▸ **Problem to work on**:
Could you filter the records below down to the lines that include the word "TransportError"?

─── Provided information ───

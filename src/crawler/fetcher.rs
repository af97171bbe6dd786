//! Polite HTTP fetcher
//!
//! This module wraps the HTTP client with the crawl's fetch rules:
//! - One global minimum gap between outbound requests, shared by every worker
//! - No transport-level redirects; redirect targets are reported back instead
//! - A cap on the number of requests in flight
//! - A cap on body size, checked against the declared length and while streaming

use crate::config::Config;
use crate::url::{canonicalize, WebUrl};
use reqwest::header::{HeaderMap, CONTENT_ENCODING, CONTENT_TYPE, LOCATION};
use reqwest::{redirect::Policy, Client, Proxy, Response};
use std::sync::Arc;
use std::time::{Duration, Instant};
use thiserror::Error;
use tokio::sync::{Mutex, OwnedSemaphorePermit, Semaphore};

/// Outcome class of a header fetch
#[derive(Debug, Clone, Copy, PartialEq, Eq)]
pub enum FetchStatus {
    /// The server answered with this HTTP status
    Http(u16),

    /// The body is larger than the configured maximum
    PageTooBig,

    /// Connection, DNS, TLS or timeout failure
    TransportError,

    /// Anything else that went wrong before a status was received
    UnknownError,
}

impl FetchStatus {
    /// Numeric code handed to visitors; non-HTTP outcomes use codes above 1000
    pub fn code(&self) -> u16 {
        match self {
            Self::Http(code) => *code,
            Self::PageTooBig => 1001,
            Self::TransportError => 1005,
            Self::UnknownError => 1006,
        }
    }

    pub fn description(&self) -> String {
        match self {
            Self::Http(code) => reqwest::StatusCode::from_u16(*code)
                .ok()
                .and_then(|status| status.canonical_reason())
                .unwrap_or("Unknown HTTP status")
                .to_string(),
            Self::PageTooBig => "Page size was too big".to_string(),
            Self::TransportError => "Fatal transport error".to_string(),
            Self::UnknownError => "Unknown error".to_string(),
        }
    }

    pub fn is_ok(&self) -> bool {
        matches!(self, Self::Http(200))
    }

    pub fn is_redirect(&self) -> bool {
        matches!(self, Self::Http(301 | 302 | 303 | 307 | 308))
    }
}

impl std::fmt::Display for FetchStatus {
    fn fmt(&self, f: &mut std::fmt::Formatter<'_>) -> std::fmt::Result {
        write!(f, "{} ({})", self.code(), self.description())
    }
}

/// Errors from reading a response body
#[derive(Debug, Error)]
pub enum FetchError {
    #[error("Transport error while reading body: {0}")]
    Transport(#[from] reqwest::Error),

    #[error("Body exceeded {max} bytes")]
    PageTooBig { max: u64 },

    #[error("No body available: header fetch did not succeed or body was already read")]
    NoContent,
}

/// Result of a header fetch
///
/// Holds the open response and a connection slot until the body is read or the
/// result is dropped, so every exit path releases the connection.
#[derive(Debug)]
pub struct FetchResult {
    pub status: FetchStatus,
    pub headers: HeaderMap,

    /// Canonical URL that was actually fetched, set for 200 responses
    pub fetched_url: Option<String>,

    /// Canonical redirect target, set for redirect responses with a usable `Location`
    pub moved_to_url: Option<String>,

    response: Option<Response>,
    permit: Option<OwnedSemaphorePermit>,
}

impl FetchResult {
    fn without_response(status: FetchStatus) -> Self {
        Self {
            status,
            headers: HeaderMap::new(),
            fetched_url: None,
            moved_to_url: None,
            response: None,
            permit: None,
        }
    }

    pub fn has_body(&self) -> bool {
        self.response.is_some()
    }

    /// Drops the response without reading it and frees the connection slot
    pub fn discard(&mut self) {
        self.response = None;
        self.permit = None;
    }
}

/// A fully read response body
#[derive(Debug, Clone, Default)]
pub struct PageContent {
    pub data: Vec<u8>,
    pub content_type: Option<String>,
    pub content_encoding: Option<String>,
    pub charset: Option<String>,
}

impl PageContent {
    /// Body decoded as text; invalid UTF-8 sequences are replaced
    pub fn text(&self) -> String {
        String::from_utf8_lossy(&self.data).into_owned()
    }

    fn mime(&self) -> String {
        self.content_type
            .as_deref()
            .unwrap_or_default()
            .to_lowercase()
    }

    pub fn is_plain_text(&self) -> bool {
        let mime = self.mime();
        mime.contains("text") && mime.contains("plain")
    }

    /// Images, audio, video and non-markup application types
    pub fn is_binary(&self) -> bool {
        let mime = self.mime();
        mime.contains("image")
            || mime.contains("audio")
            || mime.contains("video")
            || (mime.contains("application") && !mime.contains("html"))
    }
}

/// Builds the HTTP client used for every crawl request
///
/// Redirects are never followed by the client; the crawl engine decides what to do
/// with them.
///
/// # Arguments
///
/// * `config` - The crawl configuration
///
/// # Returns
///
/// * `Ok(Client)` - Successfully built HTTP client
/// * `Err(reqwest::Error)` - Failed to build client or proxy
pub fn build_http_client(config: &Config) -> Result<Client, reqwest::Error> {
    let fetcher = &config.fetcher;

    let mut builder = Client::builder()
        .user_agent(fetcher.user_agent_string.clone())
        .timeout(Duration::from_millis(fetcher.socket_timeout_ms))
        .connect_timeout(Duration::from_millis(fetcher.connection_timeout_ms))
        .pool_max_idle_per_host(fetcher.max_connections_per_host)
        .redirect(Policy::none())
        .gzip(true)
        .brotli(true);

    if let Some(proxy_config) = &config.proxy {
        let mut proxy = Proxy::all(format!("http://{}:{}", proxy_config.host, proxy_config.port))?;
        if let Some(username) = &proxy_config.username {
            proxy = proxy.basic_auth(username, proxy_config.password.as_deref().unwrap_or(""));
        }
        builder = builder.proxy(proxy);
    }

    builder.build()
}

/// Rate-limited, size-bounded page fetcher shared by all workers
pub struct PoliteFetcher {
    client: Client,
    politeness_delay: Duration,
    max_download_size: u64,
    last_fetch: Mutex<Option<Instant>>,
    connections: Arc<Semaphore>,
}

impl PoliteFetcher {
    pub fn new(config: &Config) -> Result<Self, reqwest::Error> {
        Ok(Self {
            client: build_http_client(config)?,
            politeness_delay: config.crawler.politeness_delay(),
            max_download_size: config.fetcher.max_download_size_bytes,
            last_fetch: Mutex::new(None),
            connections: Arc::new(Semaphore::new(config.fetcher.max_total_connections)),
        })
    }

    /// Sends a GET for `web_url` and classifies the response head
    ///
    /// # Status Handling
    ///
    /// | Response | Result |
    /// |----------|--------|
    /// | 200, length within limit | `Http(200)`, body kept open, `fetched_url` set |
    /// | 200, declared length over limit | `PageTooBig`, body dropped |
    /// | 301/302/303/307/308 | `Http(code)`, `moved_to_url` from `Location` |
    /// | other status | `Http(code)`, body dropped |
    /// | connect/timeout/IO failure | `TransportError` |
    /// | fetcher shut down or request not buildable | `UnknownError` / `TransportError` |
    pub async fn fetch_header(&self, web_url: &WebUrl) -> FetchResult {
        let permit = match self.connections.clone().acquire_owned().await {
            Ok(permit) => permit,
            Err(_) => {
                tracing::debug!("Fetcher is shut down, not fetching {}", web_url);
                return FetchResult::without_response(FetchStatus::TransportError);
            }
        };

        self.wait_for_fetch_slot().await;

        let response = match self.client.get(web_url.url()).send().await {
            Ok(response) => response,
            Err(e) => {
                let status = if e.is_builder() {
                    FetchStatus::UnknownError
                } else {
                    FetchStatus::TransportError
                };
                tracing::warn!("Fetch of {} failed: {}", web_url, e);
                return FetchResult::without_response(status);
            }
        };

        let code = response.status().as_u16();
        let mut result = FetchResult::without_response(FetchStatus::Http(code));
        result.headers = response.headers().clone();

        if code != 200 {
            if result.status.is_redirect() {
                result.moved_to_url = response
                    .headers()
                    .get(LOCATION)
                    .and_then(|value| value.to_str().ok())
                    .and_then(|location| canonicalize(location, Some(web_url.url())).ok());
            } else if code != 404 {
                tracing::debug!(
                    "Failed: {}, while fetching {}",
                    result.status.description(),
                    web_url
                );
            }
            return result;
        }

        let effective = canonicalize(response.url().as_str(), None)
            .unwrap_or_else(|_| web_url.url().to_string());
        result.fetched_url = Some(effective);

        if let Some(length) = response.content_length() {
            if length > self.max_download_size {
                tracing::info!(
                    "Skipping {}: declared size {} exceeds {}",
                    web_url,
                    length,
                    self.max_download_size
                );
                result.status = FetchStatus::PageTooBig;
                return result;
            }
        }

        result.response = Some(response);
        result.permit = Some(permit);
        result
    }

    /// Reads the body of a successful header fetch
    ///
    /// The body is streamed and abandoned as soon as it grows past the maximum. The
    /// connection slot is released whether or not this succeeds.
    pub async fn fetch_content(&self, result: &mut FetchResult) -> Result<PageContent, FetchError> {
        let mut response = result.response.take().ok_or(FetchError::NoContent)?;
        let _permit = result.permit.take();

        let content_type = header_string(&result.headers, CONTENT_TYPE);
        let content_encoding = header_string(&result.headers, CONTENT_ENCODING);
        let charset = content_type.as_deref().and_then(charset_from_content_type);

        let mut data = Vec::new();
        while let Some(chunk) = response.chunk().await? {
            if (data.len() + chunk.len()) as u64 > self.max_download_size {
                return Err(FetchError::PageTooBig {
                    max: self.max_download_size,
                });
            }
            data.extend_from_slice(&chunk);
        }

        Ok(PageContent {
            data,
            content_type,
            content_encoding,
            charset,
        })
    }

    /// Closes the fetcher; later header fetches report a transport error
    pub fn shutdown(&self) {
        self.connections.close();
    }

    pub fn is_shut_down(&self) -> bool {
        self.connections.is_closed()
    }

    /// Sleeps until the global politeness gap has passed, then claims the slot
    ///
    /// The lock is held while sleeping so concurrent workers queue up behind it.
    async fn wait_for_fetch_slot(&self) {
        let mut last_fetch = self.last_fetch.lock().await;
        if let Some(previous) = *last_fetch {
            let elapsed = previous.elapsed();
            if elapsed < self.politeness_delay {
                tokio::time::sleep(self.politeness_delay - elapsed).await;
            }
        }
        *last_fetch = Some(Instant::now());
    }
}

fn header_string(headers: &HeaderMap, name: reqwest::header::HeaderName) -> Option<String> {
    headers
        .get(name)
        .and_then(|value| value.to_str().ok())
        .map(str::to_string)
}

/// Extracts the `charset=` parameter of a Content-Type value
fn charset_from_content_type(content_type: &str) -> Option<String> {
    content_type.split(';').skip(1).find_map(|param| {
        let (key, value) = param.split_once('=')?;
        if key.trim().eq_ignore_ascii_case("charset") {
            Some(value.trim().trim_matches('"').to_lowercase())
        } else {
            None
        }
    })
}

───

▸ **Answer space**:
    TransportError,
            Self::TransportError => 1005,
            Self::TransportError => "Fatal transport error".to_string(),
    /// | connect/timeout/IO failure | `TransportError` |
    /// | fetcher shut down or request not buildable | `UnknownError` / `TransportError` |
                return FetchResult::without_response(FetchStatus::TransportError);
                    FetchStatus::TransportError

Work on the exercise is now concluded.